How file compression works, what are archive files

What is file archiving

File archiving means to combine multiple files together for easier management of the data (i.e. backup, sharing by email attachment, FTP, torrent, cloud, or any kind of network service, etc) as for the host filesystem all the data will be treated as a single file rather than as multiple ones, eliminating the overhead of handling multiple objects - for each single file, locating the physical data on disk, locating possible fragments, checking file level security permissions, and so on.

What is file compression

File compression means to reduce size of data on disk encoding it to a smaller output, employing various strategies to efficiently map (most cases of) a larger input to a smaller output, i.e. using statistical analisys to reduce redundancy in inputa data.
Data compression, too, predates development of ZIP standard, as once the input files were merged into a single output archive, the operation was often concatenated to lossless data compression to reduce the size of the archive using various utilities available at the time as SQ (DOS, CP/M), CRUNCH (CP/M), and compress (Unix).
TAR format, for example, is still an uncompressed archive standard, and uses external compressors, nowadays usually GZ (fast deflate based compression, same as in ZIP format), BZ2 (more powerful compression), XZ (modern, very powerful LZMA based compression - the default compression algorithm used in 7Z format), BR Google's Brotli (modern, very fast compressor), and ZST Facebook's Zstandard (another modern, very fast compressor).

Learn more about similarities and differences in Lossy and lossless data compression paragraph. For general purpose compressed archive file, however, compression means Lossless Compression, a 1:1 mapping of input to a smaller output.

SEA's ARC format (1985) combined the archival and (lossless) compression in a single pass, providing probably the first example of general purpose of archive manager, which allowed both to spare storage for backup, and save upload and download bandwidth (and time) for sharing - at the time, mainly BBS.
A few years later, after a controversy with SEA about alleged derived work in PKARC, Phil Katz superseded previous works releasing PKZIP, which knew great success due multiple factors, as superior speed and efficiency, and being the specs released under public domain, and having relatively few competitors in years of fast PC market expansion.

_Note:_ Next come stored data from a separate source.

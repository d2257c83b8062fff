//! In-memory OAuth storage implementation
//!
//! This module provides in-memory implementations for the storage traits.
//! Every compare-and-swap runs under a single lock, which gives the same
//! at-most-once redemption guarantee as the SQL backends.

use crate::errors::StorageError;
use crate::oauth::types::*;
use crate::storage::traits::*;
use async_trait::async_trait;
use chrono::{DateTime, Utc};
use std::collections::HashMap;
use std::sync::Mutex;

pub type Result<T> = std::result::Result<T, StorageError>;

/// In-memory implementation for OAuth storage
#[derive(Default)]
pub struct MemoryOAuthStorage {
    applications: Mutex<HashMap<String, Application>>, // client_id -> application
    authorizations: Mutex<HashMap<String, Authorization>>, // id -> authorization
    tokens: Mutex<HashMap<String, Token>>,             // reference_id -> token
    signing_keys: Mutex<Vec<SigningKey>>,
    users: Mutex<HashMap<String, User>>,
}

fn lock_error<E: std::fmt::Display>(e: E) -> StorageError {
    StorageError::SerializationFailed(format!("Lock error: {}", e))
}

impl MemoryOAuthStorage {
    pub fn new() -> Self {
        Self::default()
    }

    /// Seed a user. Users are owned by an external service, so this only
    /// exists for development and tests.
    pub fn store_user(&self, user: User) -> Result<()> {
        let mut users = self.users.lock().map_err(lock_error)?;
        users.insert(user.id.clone(), user);
        Ok(())
    }

    fn revoke_matching<F>(&self, predicate: F) -> Result<usize>
    where
        F: Fn(&Token) -> bool,
    {
        let mut tokens = self.tokens.lock().map_err(lock_error)?;
        let mut revoked = 0;
        for token in tokens.values_mut() {
            if token.status() == TokenStatus::Valid && predicate(token) && token.revoke().is_ok() {
                revoked += 1;
            }
        }
        Ok(revoked)
    }
}

#[async_trait]
impl ApplicationStore for MemoryOAuthStorage {
    async fn store_application(&self, application: &Application) -> Result<()> {
        let mut applications = self.applications.lock().map_err(lock_error)?;
        if applications.contains_key(&application.client_id) {
            return Err(StorageError::Duplicate(format!(
                "client_id {}",
                application.client_id
            )));
        }
        applications.insert(application.client_id.clone(), application.clone());
        Ok(())
    }

    async fn get_application_by_client_id(&self, client_id: &str) -> Result<Option<Application>> {
        let applications = self.applications.lock().map_err(lock_error)?;
        Ok(applications.get(client_id).cloned())
    }

    async fn list_active_applications(&self) -> Result<Vec<Application>> {
        let applications = self.applications.lock().map_err(lock_error)?;
        Ok(applications
            .values()
            .filter(|application| application.is_active)
            .cloned()
            .collect())
    }
}

#[async_trait]
impl AuthorizationStore for MemoryOAuthStorage {
    async fn store_authorization(&self, authorization: &Authorization) -> Result<()> {
        let mut authorizations = self.authorizations.lock().map_err(lock_error)?;
        authorizations.insert(authorization.id.clone(), authorization.clone());
        Ok(())
    }

    async fn get_authorization(&self, id: &str) -> Result<Option<Authorization>> {
        let authorizations = self.authorizations.lock().map_err(lock_error)?;
        Ok(authorizations.get(id).cloned())
    }

    async fn find_valid_authorization(
        &self,
        application_id: &str,
        user_id: &str,
        scopes: &str,
    ) -> Result<Option<Authorization>> {
        let scopes = normalize_scope(scopes);
        let authorizations = self.authorizations.lock().map_err(lock_error)?;
        Ok(authorizations
            .values()
            .filter(|authorization| {
                authorization.application_id == application_id
                    && authorization.user_id == user_id
                    && authorization.status == AuthorizationStatus::Valid
                    && normalize_scope(&authorization.scopes) == scopes
            })
            .max_by_key(|authorization| authorization.creation_date)
            .cloned())
    }

    async fn revoke_authorization(&self, id: &str) -> Result<usize> {
        {
            let mut authorizations = self.authorizations.lock().map_err(lock_error)?;
            match authorizations.get_mut(id) {
                Some(authorization) => authorization.status = AuthorizationStatus::Revoked,
                None => return Err(StorageError::NotFound(format!("authorization {}", id))),
            }
        }
        self.revoke_matching(|token| token.authorization_id.as_deref() == Some(id))
    }
}

#[async_trait]
impl TokenStore for MemoryOAuthStorage {
    async fn store_token(&self, token: &Token) -> Result<()> {
        let mut tokens = self.tokens.lock().map_err(lock_error)?;
        if tokens.contains_key(&token.reference_id) {
            return Err(StorageError::Duplicate(format!(
                "token reference {}",
                token.id
            )));
        }
        tokens.insert(token.reference_id.clone(), token.clone());
        Ok(())
    }

    async fn get_token_by_reference(&self, reference_id: &str) -> Result<Option<Token>> {
        let tokens = self.tokens.lock().map_err(lock_error)?;
        Ok(tokens.get(reference_id).cloned())
    }

    async fn redeem_token(&self, reference_id: &str, now: DateTime<Utc>) -> Result<bool> {
        self.redeem_and_store(reference_id, now, &[]).await
    }

    async fn redeem_and_store(
        &self,
        reference_id: &str,
        now: DateTime<Utc>,
        issued: &[Token],
    ) -> Result<bool> {
        let mut tokens = self.tokens.lock().map_err(lock_error)?;

        if let Some(duplicate) = issued
            .iter()
            .find(|token| tokens.contains_key(&token.reference_id))
        {
            return Err(StorageError::Duplicate(format!(
                "token reference {}",
                duplicate.id
            )));
        }

        let redeemed = match tokens.get_mut(reference_id) {
            Some(token) => token.redeem(now).is_ok(),
            None => false,
        };
        if !redeemed {
            return Ok(false);
        }

        for token in issued {
            tokens.insert(token.reference_id.clone(), token.clone());
        }
        Ok(true)
    }

    async fn revoke_token(&self, reference_id: &str) -> Result<bool> {
        let mut tokens = self.tokens.lock().map_err(lock_error)?;
        Ok(match tokens.get_mut(reference_id) {
            Some(token) => token.revoke().is_ok(),
            None => false,
        })
    }

    async fn revoke_tokens_by_authorization(&self, authorization_id: &str) -> Result<usize> {
        self.revoke_matching(|token| token.authorization_id.as_deref() == Some(authorization_id))
    }

    async fn revoke_tokens_by_subject(&self, user_id: &str) -> Result<usize> {
        self.revoke_matching(|token| token.user_id == user_id)
    }
}

#[async_trait]
impl SigningKeyStore for MemoryOAuthStorage {
    async fn get_active_signing_key(&self) -> Result<Option<SigningKey>> {
        let keys = self.signing_keys.lock().map_err(lock_error)?;
        Ok(keys.iter().find(|key| key.is_active).cloned())
    }

    async fn list_signing_keys(&self) -> Result<Vec<SigningKey>> {
        let keys = self.signing_keys.lock().map_err(lock_error)?;
        let mut keys = keys.clone();
        keys.sort_by(|a, b| b.created_at.cmp(&a.created_at));
        Ok(keys)
    }

    async fn activate_signing_key(&self, key: &SigningKey) -> Result<Option<String>> {
        let mut keys = self.signing_keys.lock().map_err(lock_error)?;
        if keys.iter().any(|existing| existing.key_id == key.key_id) {
            return Err(StorageError::Duplicate(format!("key id {}", key.key_id)));
        }

        let mut demoted = None;
        for existing in keys.iter_mut().filter(|existing| existing.is_active) {
            existing.is_active = false;
            demoted = Some(existing.key_id.clone());
        }

        let mut key = key.clone();
        key.is_active = true;
        keys.push(key);
        Ok(demoted)
    }

    async fn set_signing_key_expiration(
        &self,
        key_id: &str,
        expires_at: Option<DateTime<Utc>>,
    ) -> Result<()> {
        let mut keys = self.signing_keys.lock().map_err(lock_error)?;
        match keys.iter_mut().find(|key| key.key_id == key_id) {
            Some(key) => {
                key.expires_at = expires_at;
                Ok(())
            }
            None => Err(StorageError::NotFound(format!("signing key {}", key_id))),
        }
    }
}

#[async_trait]
impl UserStore for MemoryOAuthStorage {
    async fn get_user(&self, user_id: &str) -> Result<Option<User>> {
        let users = self.users.lock().map_err(lock_error)?;
        Ok(users.get(user_id).cloned())
    }
}

impl OAuthStorage for MemoryOAuthStorage {}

Lossy and lossless data compression definition

How lossy and lossless compression works

Data compression can be defined lossy or lossless, in terms of reversibility of the compression process due loss (or preservation) of original information in the process. The two types of algorithms have different pros and cons, and different field of application.

Lossless compression definition, file archiving

Lossless compression uses statistical models to map the input to a smaller output eliminating redundancy in the data.
In this way the output carry exactly all the information featured by the input in less bytes, and can be expanded when needed to a 1:1 copy of the original data (restoring exactly the original content), which is a fundamental property for storing some types of data - i.e. a software, a database.

For this reason lossless compression algorithms are used for data backup and for archive file formats used in general purpose archive manager utilities, like 7Z, RAR, and ZIP, where an exact and reversible image of the original data must be saved.
Examples of lossless compression algorithms are Deflate (used i.e. for ZIP and GZ formats), BZip2 (used in BZ2 format), PPMd (RAR, 7Z formats), LZMA / LZMA2 (7Z / XZ format).

Some graphic file fomats (notably, PNG files and deflated TIFF) uses lossless compression, which usually results in less compression but no image quality degradation after multiple cycles of modification and saving of the picture, making this kind of image format suitable as intermediate save files for image editing tools.

Lossy compression definition, multimedia data compression

Lossy compression, instead, works identifying unnecessary or less relevant information (not just redundant data) and removing it.

Unlike the lossless compression, the amount of information to compress is effectively reduced.
The loss of information / content is irreversible, and depending from the nature of the algorithm, will likely happen each time the content is modified and saved to a lossy file format - e.g. when editing a lossy jpeg images, and saving it multiple times to intermediate work files.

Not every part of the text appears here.